The US Chamber of Commerce, the nation’s largest business lobby, has urged Republican lawmakers to support the repeal-and-replace bills all along.
On Tuesday, the chamber threw its support behind the Better Care Reconciliation Act — the Senate’s health bill — saying the proposal would be “preserving and improving the employer-sponsored health care system while also ensuring that those outside the employer-based system have access to multiple, affordable options for coverage.”

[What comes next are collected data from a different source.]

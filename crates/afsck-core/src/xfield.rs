//! Validation of the extended fields trailing an inode record.

use crate::inode::Inode;
use crate::report::Reporter;
use crate::{INODE_RECORD, parse_to_fsck_error};
use afsck_error::Result;
use afsck_ondisk::{
    APFS_DIR_STATS_VAL_SIZE, APFS_DSTREAM_SIZE, APFS_X_FIELD_SIZE, APFS_XF_BLOB_HEADER_SIZE,
    ApfsDstream, ApfsXField, ApfsXfBlobHeader,
};
use afsck_types::{
    APFS_INO_EXT_TYPE_DELTA_TREE_OID, APFS_INO_EXT_TYPE_DIR_STATS_KEY,
    APFS_INO_EXT_TYPE_DOCUMENT_ID, APFS_INO_EXT_TYPE_DSTREAM, APFS_INO_EXT_TYPE_FINDER_INFO,
    APFS_INO_EXT_TYPE_FS_UUID, APFS_INO_EXT_TYPE_NAME, APFS_INO_EXT_TYPE_PREV_FSIZE,
    APFS_INO_EXT_TYPE_RDEV, APFS_INO_EXT_TYPE_RESERVED_6, APFS_INO_EXT_TYPE_RESERVED_9,
    APFS_INO_EXT_TYPE_RESERVED_12, APFS_INO_EXT_TYPE_SNAP_XID, APFS_INO_EXT_TYPE_SPARSE_BYTES,
    xfield_padding,
};

const INODE_XFIELD: &str = "Inode xfield";

/// Parse and check the xfield blob of an inode record.
///
/// `blob` is everything after the fixed inode value. An empty blob means the
/// inode has no extended fields. The DSTREAM field, if present, sets the
/// inode's declared size.
pub fn parse_inode_xfields(blob: &[u8], inode: &mut Inode, reporter: &mut Reporter) -> Result<()> {
    if blob.is_empty() {
        return Ok(());
    }

    let Ok(header) = ApfsXfBlobHeader::parse_from_bytes(blob) else {
        return reporter.report(INODE_RECORD, "no room for extended fields.");
    };
    let count = usize::from(header.num_exts);
    let table_len = count * APFS_X_FIELD_SIZE;
    let rest = &blob[APFS_XF_BLOB_HEADER_SIZE..];
    if rest.len() < table_len {
        return reporter.report(INODE_RECORD, "number of xfields cannot fit.");
    }
    let (table, data) = rest.split_at(table_len);

    if usize::from(header.used_data) != data.len() {
        reporter.report(INODE_RECORD, "value size incompatible with xfields.")?;
    }

    let mut offset = 0;
    for index in 0..count {
        let xfield = ApfsXField::parse_at(table, index).map_err(|e| parse_to_fsck_error(&e))?;
        let Some(xlen) = payload_len(xfield.x_type, &data[offset..], inode, reporter)? else {
            return Ok(());
        };

        if xlen != usize::from(xfield.x_size) {
            return reporter.report(INODE_XFIELD, "wrong size");
        }

        let padded_end = offset
            .checked_add(xlen)
            .and_then(|end| end.checked_add(xfield_padding(xlen)))
            .filter(|&end| end <= data.len());
        let Some(padded_end) = padded_end else {
            return reporter.report(INODE_XFIELD, "does not fit in record value.");
        };

        if data[offset + xlen..padded_end].iter().any(|&b| b != 0) {
            reporter.report(INODE_XFIELD, "non-zero padding.")?;
        }
        offset = padded_end;
    }

    if offset != data.len() {
        reporter.report(INODE_RECORD, "length of xfields does not add up.")?;
    }
    Ok(())
}

/// Length of the payload of an xfield of type `x_type`, before padding.
///
/// `Ok(None)` means the length cannot be known and the rest of the blob must
/// be skipped; the finding has already been reported.
fn payload_len(
    x_type: u8,
    payload: &[u8],
    inode: &mut Inode,
    reporter: &mut Reporter,
) -> Result<Option<usize>> {
    let len = match x_type {
        APFS_INO_EXT_TYPE_FS_UUID => 16,
        APFS_INO_EXT_TYPE_SNAP_XID
        | APFS_INO_EXT_TYPE_DELTA_TREE_OID
        | APFS_INO_EXT_TYPE_PREV_FSIZE
        | APFS_INO_EXT_TYPE_SPARSE_BYTES => 8,
        APFS_INO_EXT_TYPE_DOCUMENT_ID
        | APFS_INO_EXT_TYPE_FINDER_INFO
        | APFS_INO_EXT_TYPE_RDEV => 4,
        APFS_INO_EXT_TYPE_NAME => {
            let Some(nul) = payload.iter().position(|&b| b == 0) else {
                reporter.report(INODE_XFIELD, "name with no null termination")?;
                return Ok(None);
            };
            nul + 1
        }
        APFS_INO_EXT_TYPE_DSTREAM => {
            let Ok(dstream) = ApfsDstream::parse_from_bytes(payload) else {
                reporter.report("Dstream xfield", "doesn't fit in inode record.")?;
                return Ok(None);
            };
            inode.size = dstream.size;
            APFS_DSTREAM_SIZE
        }
        APFS_INO_EXT_TYPE_DIR_STATS_KEY => APFS_DIR_STATS_VAL_SIZE,
        APFS_INO_EXT_TYPE_RESERVED_6
        | APFS_INO_EXT_TYPE_RESERVED_9
        | APFS_INO_EXT_TYPE_RESERVED_12 => {
            reporter.report(INODE_XFIELD, "reserved type in use.")?;
            return Ok(None);
        }
        _ => {
            reporter.report(INODE_XFIELD, "invalid type.")?;
            return Ok(None);
        }
    };
    Ok(Some(len))
}
//! Corruption reporting.
//!
//! Every violated invariant goes through [`Reporter::report`] with a context
//! label naming the structure ("Inode record", "Inode xfield", ...) and a
//! short message. What happens next is decided by the [`ReportPolicy`].

use afsck_error::{FsckError, Result};
use serde::{Deserialize, Serialize};
use std::fmt;
use tracing::warn;

/// What to do after a corruption is found.
#[derive(Debug, Clone, Copy, Default, PartialEq, Eq, Serialize, Deserialize)]
#[serde(rename_all = "snake_case")]
pub enum ReportPolicy {
    /// The first finding ends the scan as `FsckError::Corruption`.
    #[default]
    Abort,
    /// Findings are collected and the scan goes on. A record that cannot be
    /// decoded any further is skipped after its finding is recorded.
    Continue,
}

/// A single corruption finding.
#[derive(Debug, Clone, PartialEq, Eq, Serialize, Deserialize)]
pub struct Finding {
    pub context: String,
    pub detail: String,
}

impl fmt::Display for Finding {
    fn fmt(&self, f: &mut fmt::Formatter<'_>) -> fmt::Result {
        write!(f, "{}: {}", self.context, self.detail)
    }
}

#[derive(Debug, Default)]
pub struct Reporter {
    policy: ReportPolicy,
    findings: Vec<Finding>,
}

impl Reporter {
    #[must_use]
    pub fn new(policy: ReportPolicy) -> Self {
        Self {
            policy,
            findings: Vec::new(),
        }
    }

    #[must_use]
    pub fn policy(&self) -> ReportPolicy {
        self.policy
    }

    /// Record a corruption finding.
    ///
    /// Returns `Err(FsckError::Corruption)` under [`ReportPolicy::Abort`];
    /// callers propagate it with `?`.
    pub fn report(&mut self, context: &str, detail: &str) -> Result<()> {
        warn!(context, detail, "corruption detected");
        self.findings.push(Finding {
            context: context.to_owned(),
            detail: detail.to_owned(),
        });
        match self.policy {
            ReportPolicy::Abort => Err(FsckError::corruption(context, detail)),
            ReportPolicy::Continue => Ok(()),
        }
    }

    #[must_use]
    pub fn findings(&self) -> &[Finding] {
        &self.findings
    }

    #[must_use]
    pub fn into_findings(self) -> Vec<Finding> {
        self.findings
    }
}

It also noted how the bill would benefit insurance companies and industries hit by the taxes that were levied to fund Obamacare:
The BCRA will repeal the most egregious taxes and mandates of the ACA, which will help lower the cost of health care coverage and allow employers to create jobs. The bill repeals the medical device tax that unfairly penalizes American manufacturers, and zeros out the employer mandate penalties.
The chamber’s “key vote alert” letter alludes to the fundamental structure of the Republican health bill: a proposal that cuts Medicaid, a health service for poorer Americans and the disabled and elderly, by $772 billion over the next 10 years, according to estimates from the Congressional Budget Office, to pay for the tax cuts on high-income people, fees on manufacturers, and Obamacare’s excise taxes.
Basically the chamber is saying this bill will reduce the burden on health insurance companies and manufacturers — with less focus on how it might impact the American people in need of health care.
This bill could cause millions in employer-based coverage losses
The chamber also lauded the health bill for preserving “the employer-sponsored health care system that 177 million Americans depend on for quality coverage.”
But that’s not exactly what the CBO projected would happen. Instead, its evaluation of the health bill projects that it would leave 22 million more Americans uninsured, and not only in Obamacare’s individual markets.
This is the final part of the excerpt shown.